[SUPPLIED ENTRIES Boundary: Start]

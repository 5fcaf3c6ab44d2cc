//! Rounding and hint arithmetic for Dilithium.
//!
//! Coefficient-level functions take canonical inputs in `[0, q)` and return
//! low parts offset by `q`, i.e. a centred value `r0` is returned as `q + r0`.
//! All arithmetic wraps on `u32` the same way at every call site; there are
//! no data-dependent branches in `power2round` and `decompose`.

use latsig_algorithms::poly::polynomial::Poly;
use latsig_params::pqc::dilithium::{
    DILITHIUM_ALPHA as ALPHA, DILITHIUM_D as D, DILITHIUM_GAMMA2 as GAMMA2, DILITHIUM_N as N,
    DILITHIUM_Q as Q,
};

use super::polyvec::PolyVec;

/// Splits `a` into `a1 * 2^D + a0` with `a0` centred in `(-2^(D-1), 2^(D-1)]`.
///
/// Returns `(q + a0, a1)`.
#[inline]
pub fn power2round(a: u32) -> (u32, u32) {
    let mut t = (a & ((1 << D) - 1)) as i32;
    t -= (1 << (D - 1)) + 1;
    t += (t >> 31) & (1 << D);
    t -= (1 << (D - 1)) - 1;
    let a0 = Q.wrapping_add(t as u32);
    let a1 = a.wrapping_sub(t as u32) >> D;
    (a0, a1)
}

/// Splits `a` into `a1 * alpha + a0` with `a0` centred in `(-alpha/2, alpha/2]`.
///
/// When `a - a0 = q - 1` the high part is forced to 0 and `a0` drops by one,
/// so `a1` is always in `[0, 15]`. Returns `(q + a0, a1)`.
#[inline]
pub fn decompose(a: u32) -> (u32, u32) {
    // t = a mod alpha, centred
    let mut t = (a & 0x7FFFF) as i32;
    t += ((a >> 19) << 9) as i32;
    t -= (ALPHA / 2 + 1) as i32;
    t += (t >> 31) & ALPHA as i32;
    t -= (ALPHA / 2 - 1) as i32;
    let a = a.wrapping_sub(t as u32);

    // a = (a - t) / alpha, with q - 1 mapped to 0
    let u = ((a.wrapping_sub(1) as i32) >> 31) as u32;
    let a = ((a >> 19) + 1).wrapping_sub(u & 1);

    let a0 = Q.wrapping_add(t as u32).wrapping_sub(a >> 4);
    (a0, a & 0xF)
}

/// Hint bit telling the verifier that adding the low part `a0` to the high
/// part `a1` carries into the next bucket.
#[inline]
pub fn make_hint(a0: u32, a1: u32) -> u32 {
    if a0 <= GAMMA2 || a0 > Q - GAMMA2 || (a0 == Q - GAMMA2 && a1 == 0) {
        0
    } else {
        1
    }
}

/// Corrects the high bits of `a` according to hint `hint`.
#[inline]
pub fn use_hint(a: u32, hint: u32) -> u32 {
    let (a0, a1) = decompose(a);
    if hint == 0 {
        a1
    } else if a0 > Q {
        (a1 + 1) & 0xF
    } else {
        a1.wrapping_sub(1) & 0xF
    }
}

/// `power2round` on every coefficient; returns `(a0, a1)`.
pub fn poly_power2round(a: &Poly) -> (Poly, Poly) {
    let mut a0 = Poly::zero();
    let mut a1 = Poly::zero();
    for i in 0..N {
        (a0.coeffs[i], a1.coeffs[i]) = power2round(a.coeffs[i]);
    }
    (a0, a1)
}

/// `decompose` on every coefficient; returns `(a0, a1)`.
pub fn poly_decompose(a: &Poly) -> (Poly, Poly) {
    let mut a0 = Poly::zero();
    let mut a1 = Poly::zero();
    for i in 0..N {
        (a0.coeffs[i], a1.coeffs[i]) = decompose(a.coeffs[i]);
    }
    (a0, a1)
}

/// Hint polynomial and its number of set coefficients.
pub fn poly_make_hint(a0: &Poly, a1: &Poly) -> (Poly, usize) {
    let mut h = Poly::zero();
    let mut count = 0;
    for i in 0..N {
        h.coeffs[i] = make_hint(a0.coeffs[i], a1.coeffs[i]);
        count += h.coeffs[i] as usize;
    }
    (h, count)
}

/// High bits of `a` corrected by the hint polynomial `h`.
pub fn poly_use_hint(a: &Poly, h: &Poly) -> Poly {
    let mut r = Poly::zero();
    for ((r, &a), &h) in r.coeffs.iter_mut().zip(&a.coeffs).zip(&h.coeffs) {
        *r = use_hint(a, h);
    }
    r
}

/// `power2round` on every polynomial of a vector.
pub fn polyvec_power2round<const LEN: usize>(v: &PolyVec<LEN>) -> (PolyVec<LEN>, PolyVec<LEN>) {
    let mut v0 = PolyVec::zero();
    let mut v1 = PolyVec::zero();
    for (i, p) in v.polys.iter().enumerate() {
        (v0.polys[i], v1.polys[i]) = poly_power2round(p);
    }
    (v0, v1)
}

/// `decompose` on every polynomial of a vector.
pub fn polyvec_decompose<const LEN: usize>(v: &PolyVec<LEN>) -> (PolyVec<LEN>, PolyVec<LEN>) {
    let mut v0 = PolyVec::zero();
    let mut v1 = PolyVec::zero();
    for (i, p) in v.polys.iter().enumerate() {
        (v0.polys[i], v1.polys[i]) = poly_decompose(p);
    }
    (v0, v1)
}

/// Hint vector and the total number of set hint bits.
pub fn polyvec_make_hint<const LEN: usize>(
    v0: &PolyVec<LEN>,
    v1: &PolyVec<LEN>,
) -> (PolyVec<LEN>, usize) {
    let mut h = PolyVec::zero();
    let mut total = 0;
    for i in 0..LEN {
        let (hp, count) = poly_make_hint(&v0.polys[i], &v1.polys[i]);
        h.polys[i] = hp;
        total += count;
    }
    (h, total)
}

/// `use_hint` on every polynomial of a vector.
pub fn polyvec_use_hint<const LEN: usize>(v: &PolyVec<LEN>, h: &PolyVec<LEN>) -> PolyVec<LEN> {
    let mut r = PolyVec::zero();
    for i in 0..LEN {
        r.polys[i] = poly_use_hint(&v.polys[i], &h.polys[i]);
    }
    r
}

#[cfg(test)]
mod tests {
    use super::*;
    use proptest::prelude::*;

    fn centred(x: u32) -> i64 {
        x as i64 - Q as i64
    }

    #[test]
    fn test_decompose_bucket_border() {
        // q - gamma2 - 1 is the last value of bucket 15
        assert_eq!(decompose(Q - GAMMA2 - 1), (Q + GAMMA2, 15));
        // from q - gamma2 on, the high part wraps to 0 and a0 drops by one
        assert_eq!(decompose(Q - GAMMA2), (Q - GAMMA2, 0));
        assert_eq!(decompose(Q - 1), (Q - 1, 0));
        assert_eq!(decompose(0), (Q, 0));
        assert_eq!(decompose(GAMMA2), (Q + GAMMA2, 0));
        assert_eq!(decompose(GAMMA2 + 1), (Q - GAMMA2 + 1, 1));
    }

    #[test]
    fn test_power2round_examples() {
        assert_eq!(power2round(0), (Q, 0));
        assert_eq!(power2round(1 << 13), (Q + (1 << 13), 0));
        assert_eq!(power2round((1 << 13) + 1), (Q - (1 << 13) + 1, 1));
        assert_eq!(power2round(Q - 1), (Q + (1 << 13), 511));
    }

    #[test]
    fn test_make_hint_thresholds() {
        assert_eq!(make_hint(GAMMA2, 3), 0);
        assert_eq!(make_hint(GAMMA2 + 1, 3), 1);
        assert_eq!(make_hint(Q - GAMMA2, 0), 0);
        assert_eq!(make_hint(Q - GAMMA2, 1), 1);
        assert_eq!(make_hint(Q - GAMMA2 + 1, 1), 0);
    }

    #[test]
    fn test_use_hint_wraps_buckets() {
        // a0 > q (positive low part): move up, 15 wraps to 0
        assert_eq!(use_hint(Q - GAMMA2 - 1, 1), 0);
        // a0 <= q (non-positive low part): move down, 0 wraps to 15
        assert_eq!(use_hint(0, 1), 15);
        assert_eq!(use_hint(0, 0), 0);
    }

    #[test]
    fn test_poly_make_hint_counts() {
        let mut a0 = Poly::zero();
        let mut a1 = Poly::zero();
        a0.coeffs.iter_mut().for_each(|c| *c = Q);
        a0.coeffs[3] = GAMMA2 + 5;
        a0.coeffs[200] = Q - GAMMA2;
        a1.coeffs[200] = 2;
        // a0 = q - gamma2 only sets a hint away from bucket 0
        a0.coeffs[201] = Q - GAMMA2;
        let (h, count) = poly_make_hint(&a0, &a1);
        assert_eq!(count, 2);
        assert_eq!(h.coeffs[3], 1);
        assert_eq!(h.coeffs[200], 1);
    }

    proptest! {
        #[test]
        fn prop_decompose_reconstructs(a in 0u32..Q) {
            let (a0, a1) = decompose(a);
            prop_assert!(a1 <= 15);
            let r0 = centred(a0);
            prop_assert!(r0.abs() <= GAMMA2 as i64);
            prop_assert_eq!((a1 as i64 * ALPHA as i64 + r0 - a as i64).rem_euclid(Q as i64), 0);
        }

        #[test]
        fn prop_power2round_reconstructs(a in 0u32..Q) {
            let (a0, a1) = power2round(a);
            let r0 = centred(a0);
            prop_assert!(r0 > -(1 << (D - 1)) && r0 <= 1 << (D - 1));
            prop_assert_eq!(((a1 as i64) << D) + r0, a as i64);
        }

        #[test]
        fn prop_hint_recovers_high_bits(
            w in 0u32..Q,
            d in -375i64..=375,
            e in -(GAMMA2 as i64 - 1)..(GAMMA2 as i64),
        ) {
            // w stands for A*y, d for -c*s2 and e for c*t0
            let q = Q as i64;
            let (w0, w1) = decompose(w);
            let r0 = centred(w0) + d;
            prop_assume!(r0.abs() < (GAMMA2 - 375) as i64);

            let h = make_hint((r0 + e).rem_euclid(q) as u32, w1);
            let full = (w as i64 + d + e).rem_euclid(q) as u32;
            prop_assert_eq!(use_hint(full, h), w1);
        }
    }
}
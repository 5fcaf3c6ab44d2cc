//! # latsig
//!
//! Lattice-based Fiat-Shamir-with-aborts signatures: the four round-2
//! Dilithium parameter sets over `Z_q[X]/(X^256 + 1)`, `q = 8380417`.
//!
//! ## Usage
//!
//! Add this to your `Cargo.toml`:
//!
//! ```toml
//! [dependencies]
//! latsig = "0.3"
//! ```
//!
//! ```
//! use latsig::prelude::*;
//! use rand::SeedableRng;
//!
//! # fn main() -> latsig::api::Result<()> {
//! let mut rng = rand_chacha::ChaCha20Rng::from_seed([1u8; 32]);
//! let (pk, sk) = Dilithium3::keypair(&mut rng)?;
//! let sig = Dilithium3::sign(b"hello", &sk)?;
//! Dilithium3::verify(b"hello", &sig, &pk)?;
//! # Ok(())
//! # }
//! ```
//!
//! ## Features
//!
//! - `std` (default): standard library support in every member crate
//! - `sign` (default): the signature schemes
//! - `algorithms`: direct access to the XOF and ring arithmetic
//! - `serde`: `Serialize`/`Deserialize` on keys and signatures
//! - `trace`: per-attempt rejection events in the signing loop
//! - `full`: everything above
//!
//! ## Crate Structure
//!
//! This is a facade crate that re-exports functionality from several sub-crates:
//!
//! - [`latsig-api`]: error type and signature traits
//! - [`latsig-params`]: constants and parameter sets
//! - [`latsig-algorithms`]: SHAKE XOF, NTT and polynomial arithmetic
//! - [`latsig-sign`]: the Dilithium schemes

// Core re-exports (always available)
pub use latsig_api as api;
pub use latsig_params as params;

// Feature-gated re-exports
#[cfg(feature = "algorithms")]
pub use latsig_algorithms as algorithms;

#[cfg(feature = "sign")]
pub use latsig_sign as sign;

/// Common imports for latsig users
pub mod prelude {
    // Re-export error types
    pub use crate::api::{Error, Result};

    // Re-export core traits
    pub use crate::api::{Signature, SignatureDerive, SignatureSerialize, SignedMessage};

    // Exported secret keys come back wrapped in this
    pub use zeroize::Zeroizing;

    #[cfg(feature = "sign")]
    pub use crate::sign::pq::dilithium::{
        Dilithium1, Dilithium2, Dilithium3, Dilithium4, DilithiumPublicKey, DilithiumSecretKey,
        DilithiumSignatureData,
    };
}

[SUPPLIED ENTRIES Boundary: End]

• **WORK TO BE COMPLETED**
Starting at the line with "(v0.polys[i], v1.polys[i]) = poly_decompose(p);" and ending at the line with "assert_eq!(power2round(1 << 13), (Q", print each line of the listing above exactly, with no other lines.

• **OUTPUT FOR THIS EXERCISE**
        (v0.polys[i], v1.polys[i]) = poly_decompose(p);
    }
    (v0, v1)
}

/// Hint vector and the total number of set hint bits.
pub fn polyvec_make_hint<const LEN: usize>(
    v0: &PolyVec<LEN>,
    v1: &PolyVec<LEN>,
) -> (PolyVec<LEN>, usize) {
    let mut h = PolyVec::zero();
    let mut total = 0;
    for i in 0..LEN {
        let (hp, count) = poly_make_hint(&v0.polys[i], &v1.polys[i]);
        h.polys[i] = hp;
        total += count;
    }
    (h, total)
}

/// `use_hint` on every polynomial of a vector.
pub fn polyvec_use_hint<const LEN: usize>(v: &PolyVec<LEN>, h: &PolyVec<LEN>) -> PolyVec<LEN> {
    let mut r = PolyVec::zero();
    for i in 0..LEN {
        r.polys[i] = poly_use_hint(&v.polys[i], &h.polys[i]);
    }
    r
}

#[cfg(test)]
mod tests {
    use super::*;
    use proptest::prelude::*;

    fn centred(x: u32) -> i64 {
        x as i64 - Q as i64
    }

    #[test]
    fn test_decompose_bucket_border() {
        // q - gamma2 - 1 is the last value of bucket 15
        assert_eq!(decompose(Q - GAMMA2 - 1), (Q + GAMMA2, 15));
        // from q - gamma2 on, the high part wraps to 0 and a0 drops by one
        assert_eq!(decompose(Q - GAMMA2), (Q - GAMMA2, 0));
        assert_eq!(decompose(Q - 1), (Q - 1, 0));
        assert_eq!(decompose(0), (Q, 0));
        assert_eq!(decompose(GAMMA2), (Q + GAMMA2, 0));
        assert_eq!(decompose(GAMMA2 + 1), (Q - GAMMA2 + 1, 1));
    }

    #[test]
    fn test_power2round_examples() {
        assert_eq!(power2round(0), (Q, 0));
        assert_eq!(power2round(1 << 13), (Q + (1 << 13), 0));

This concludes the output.